Buggy array of array

array

#1

I’ve spent many hours trying to figure out why this code misbehaves. First, let’s explain this code (which is an excerpt of my real code, just enough to reproduce the issue).
I’ve a custom type named MyScalar, which is basically an array with shifted indexes, and a type MyVector, meant to be a standard (i.e. no index shifting) array of MyScalar elements.
However, when I try to run it (code below), the output becomes buggy and keeps printing “This is my type” after any other command I execute. Actually, twice per command (because 2 is the length of the MyScalar).
I truly can’t understand what’s happening here!

module MyModule

using Compat, OffsetArrays

export MyScalar, MyVector

struct MyScalar{T} <: AbstractArray{T,1}
data::OffsetArray{T}
dim::Int
end

function my_show(io::IO, MS::MyScalar)
println(“This is my type!\n”)
end

MyScalar{T}(::Type{T}, n::Int, off::Int = 0) = MyScalar(OffsetArray{T}(undef, off:(off+n-1)), n)
MyScalar(n::Int) = MyScalar(Float64, n)
MyScalar{T}(::Type{T}, oa::OffsetArray{T}) = MyScalar(oa, 1 + indices(oa)[1].stop - indices(oa)[1].start)
Base.size(MS::MyScalar) = (MS.dim,)
Base.IndexStyle(::Type{<:MyScalar}) = IndexLinear()
Base.similar(MS::MyScalar, ::Type{T}, d::Dims) where {T} = MyScalar(T, d[1])
Base.getindex(MS::MyScalar, i::Int) = MS.data[i]
Base.setindex!(MS::MyScalar, v, i::Int) = (MS.data[i] = v)
Base.show(io::IO, MS::MyScalar) = my_show(io, MS)
Base.indices(MS::MyScalar) = indices(MS.data)

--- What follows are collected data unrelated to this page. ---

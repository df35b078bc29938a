use std::path::PathBuf;

use clap::Args;

use crate::output::OutputFormat;

#[derive(Debug, Args, Clone)]
pub struct OutputArgs {
    #[arg(long, value_enum, default_value_t = OutputFormat::Text, global = true)]
    pub format: OutputFormat,
    #[arg(long, short, global = true)]
    pub quiet: bool,
}

#[derive(Debug, Args, Clone)]
pub struct ApiArgs {
    /// JSON or YAML file with `api_url`, `timeout_ms` and a `retry` section.
    #[arg(long)]
    pub config: Option<PathBuf>,
    /// Overrides TWENTY_API_URL.
    #[arg(long)]
    pub api_url: Option<String>,
    #[arg(long)]
    pub timeout_ms: Option<u64>,
    #[command(flatten)]
    pub retry: RetryArgs,
}

#[derive(Debug, Args, Clone, Default)]
pub struct RetryArgs {
    #[arg(long)]
    pub max_retries: Option<usize>,
    #[arg(long)]
    pub base_delay_ms: Option<u64>,
    #[arg(long)]
    pub max_delay_ms: Option<u64>,
    #[arg(long)]
    pub backoff_multiplier: Option<f64>,
}
use std::time::{Duration, SystemTime};

use crate::retry::attempt::AttemptError;
use crate::retry::backoff::compute_backoff_delay_with;
use crate::retry::classify::is_retryable;
use crate::retry::config::RetryConfig;
use crate::retry::headers::extract_retry_after;

#[derive(Debug, Clone, PartialEq, Eq)]
pub enum RetryDecision {
    RetryAfter { delay: Duration, reason: RetryReason },
    Stop { reason: RetryReason },
}

#[derive(Debug, Clone, Copy, PartialEq, Eq)]
pub enum RetryReason {
    NotRetryable,
    AttemptsExhausted,
    RetryAfterHeader,
    Backoff,
}

impl RetryDecision {
    pub fn should_retry(&self) -> bool {
        matches!(self, Self::RetryAfter { .. })
    }

    /// Wait before the next attempt; zero when stopping.
    pub fn delay(&self) -> Duration {
        match self {
            Self::RetryAfter { delay, .. } => *delay,
            Self::Stop { .. } => Duration::ZERO,
        }
    }

    pub fn reason(&self) -> RetryReason {
        match self {
            Self::RetryAfter { reason, .. } | Self::Stop { reason } => *reason,
        }
    }
}

/// Decide if we should retry and how long to wait.
///
/// - `attempt_index`: 0-based index of the attempt that just failed.
/// - `now`: time source for HTTP-date `Retry-After` values.
/// - `unit_random`: uniform draw in `[0, 1]` used for backoff jitter.
pub fn decide_retry(
    cfg: &RetryConfig,
    error: &AttemptError,
    attempt_index: usize,
    now: SystemTime,
    unit_random: impl FnOnce() -> f64,
) -> RetryDecision {
    if !is_retryable(error) {
        return RetryDecision::Stop {
            reason: RetryReason::NotRetryable,
        };
    }

    if attempt_index >= cfg.max_retries {
        return RetryDecision::Stop {
            reason: RetryReason::AttemptsExhausted,
        };
    }

    // Retry-After header wins.
    if let Some(delay) = extract_retry_after(error, now) {
        return RetryDecision::RetryAfter {
            delay,
            reason: RetryReason::RetryAfterHeader,
        };
    }

    RetryDecision::RetryAfter {
        delay: compute_backoff_delay_with(attempt_index, cfg, unit_random()),
        reason: RetryReason::Backoff,
    }
}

struct MyVector <: AbstractArray{MyScalar{Int32}, 1}
data::Array{MyScalar{Int32},1}
dim::Int
end

MyVector() = MyVector(Array{MyScalar{Int32},1}(3),3) #arbitrary fixed length
Base.size(MV::MyVector) = (MV.dim,)
Base.getindex(MV::MyVector, i::Int) = MV.data[i]
Base.setindex!(MV::MyVector, v, i::Int) = (MV.data[i] = v)
end

Example code:

using MyModule
myv = MyVector()
myv[2] = MyScalar(Int32, 2)


#2
function my_show(io::IO, MS::MyScalar)
    println(io, “This is my type!\n”) # note io
end

#3

Wow! Can’t believe how much time I wasted looking elsewhere, when the issue was that simple!
Now I’m just curious to understand what happened when I didn’t specify the “io”. The documentation of print explicitly says:

Write to io (or to the default output stream STDOUT if io is not given)

So, why that odd behaviour?


#4

It’s easy (and common!) to swap out the default stream for something else like an IOBuffer to create a string. Functions like sprint(show, MyScalar(...)) will do it for you! Of course, they’ll be buggy since they won’t receive any data written to their IO object, and instead you’ll get spurious output at stdout.